Non, le modèle de guerre permanente israélien est d’autant moins à suivre que la France n’est pas en guerre. l’abondance des informations en continu, venues du monde entier nous fait croire que le monde va mal. oui, une tuerie au japon , une fusillade de masse aux Etats-Unis du coup sont inconsciemment reliée au terrorisme de Daech , d’autant que daech est devenu la seule grille de lecture de hollande et Valls, à la différence des dirigeants d’autres pays.

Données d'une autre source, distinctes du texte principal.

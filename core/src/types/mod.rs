//! Wire-format DTOs for the Ulule API.
//!
//! # Design
//! Every field the API may omit or send as `null` is an `Option`, so a missing
//! value is never confused with zero. Entity ids are the only required
//! fields. These types are defined independently from the mock-server's
//! schema; integration tests catch drift between the two.

mod meta;
mod order;
mod project;
mod user;

pub use meta::{Metadata, Page};
pub use order::{Address, ListOrderResponse, Order, OrderItem, OrderStatus};
pub use project::{ListProjectResponse, ListRewardResponse, Project, ProjectFilter, Reward};
pub use user::{ListSupporterResponse, Supporter, User};

use serde::{Deserialize, Deserializer};

/// Treat an explicit `null` like a missing field.
pub(crate) fn null_as_default<'de, D, T>(deserializer: D) -> Result<T, D::Error>
where
    D: Deserializer<'de>,
    T: Default + Deserialize<'de>,
{
    Ok(Option::<T>::deserialize(deserializer)?.unwrap_or_default())
}
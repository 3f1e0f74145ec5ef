//! HTTP transport types and the blocking transport used by default.
//!
//! # Design
//! Requests and responses are plain data. `UluleClient` builds `HttpRequest`
//! values and parses `HttpResponse` values without touching the network; a
//! `Transport` performs the round-trip in between. `UreqTransport` is the
//! production transport; tests can substitute anything that implements the
//! trait.

use std::time::Duration;

use ureq::tls::TlsConfig;

use crate::config::ClientConfig;
use crate::error::{ApiError, Result};

/// A GET request described as plain data.
///
/// Built by `UluleClient::build_*` methods.
#[derive(Debug, Clone, PartialEq, Eq)]
pub struct HttpRequest {
    /// Absolute URL including the query string.
    pub url: String,
    pub headers: Vec<(String, String)>,
    pub timeout: Option<Duration>,
}

impl HttpRequest {
    /// Look up a header by case-insensitive name.
    pub fn header(&self, name: &str) -> Option<&str> {
        self.headers
            .iter()
            .find(|(key, _)| key.eq_ignore_ascii_case(name))
            .map(|(_, value)| value.as_str())
    }
}

/// An HTTP response described as plain data.
///
/// Produced by a `Transport`, then passed to `UluleClient::parse_*` methods.
#[derive(Debug, Clone)]
pub struct HttpResponse {
    pub status: u16,
    pub headers: Vec<(String, String)>,
    pub body: String,
}

/// Executes one `HttpRequest` and returns the raw response.
///
/// Implementations must return non-2xx statuses as `Ok` responses; status
/// interpretation belongs to the client.
pub trait Transport {
    fn execute(&self, request: &HttpRequest) -> Result<HttpResponse>;
}

/// Blocking transport backed by a shared `ureq::Agent`.
///
/// The agent pools connections, so one transport can serve concurrent callers.
/// Bodies are read up to `ClientConfig::max_body_size` bytes; a longer body
/// fails the request with `ApiError::Transport`.
#[derive(Debug, Clone)]
pub struct UreqTransport {
    agent: ureq::Agent,
    max_body_size: u64,
}

impl UreqTransport {
    pub fn new(config: &ClientConfig) -> Self {
        let mut builder = ureq::Agent::config_builder()
            .http_status_as_error(false)
            .timeout_global(Some(config.timeout));

        if config.accept_invalid_certs {
            tracing::warn!("TLS certificate verification is disabled for this client");
            builder = builder.tls_config(TlsConfig::builder().disable_verification(true).build());
        }

        Self {
            agent: builder.build().new_agent(),
            max_body_size: config.max_body_size,
        }
    }
}

impl Transport for UreqTransport {
    fn execute(&self, request: &HttpRequest) -> Result<HttpResponse> {
        let mut builder = self.agent.get(&request.url);
        for (name, value) in &request.headers {
            builder = builder.header(name.as_str(), value.as_str());
        }
        if let Some(timeout) = request.timeout {
            builder = builder.config().timeout_global(Some(timeout)).build();
        }

        let mut response = builder.call().map_err(transport_error)?;

        let status = response.status().as_u16();
        let headers = response
            .headers()
            .iter()
            .filter_map(|(name, value)| {
                value
                    .to_str()
                    .ok()
                    .map(|value| (name.as_str().to_string(), value.to_string()))
            })
            .collect();
        let body = response
            .body_mut()
            .with_config()
            .limit(self.max_body_size)
            .read_to_string()
            .map_err(transport_error)?;

        Ok(HttpResponse {
            status,
            headers,
            body,
        })
    }
}

fn transport_error(err: ureq::Error) -> ApiError {
    match err {
        ureq::Error::Timeout(_) => ApiError::Timeout,
        other => ApiError::Transport(other.to_string()),
    }
}
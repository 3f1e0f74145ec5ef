use mock_server::AppState;
use tokio::net::TcpListener;
use tracing_subscriber::EnvFilter;

#[tokio::main]
async fn main() -> Result<(), std::io::Error> {
    tracing_subscriber::fmt()
        .with_env_filter(EnvFilter::try_from_default_env().unwrap_or_else(|_| EnvFilter::new("info")))
        .init();

    let port = std::env::var("PORT").unwrap_or_else(|_| "3000".to_string());
    let addr = format!("127.0.0.1:{port}");
    let listener = TcpListener::bind(&addr).await?;
    tracing::info!("listening on http://{addr}/v1");
    mock_server::run(listener, AppState::demo()).await
}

Mais c’est pas parce que les médias en parlent que c’est forcement massif et qu’on vit tous dans un état de guerre (et le croire est indécent pour ces peuples au malheur desquels on est indifferent et qui eux vivent vraiment ça au quotidien: depuis la « libération » de 2003 en Irak, environ un millier de morts par attentats par mois . pour ne pas parler des plusieurs centaines de milliers de morts en Syrie , victimes des bombardements de leur dictateur etc..).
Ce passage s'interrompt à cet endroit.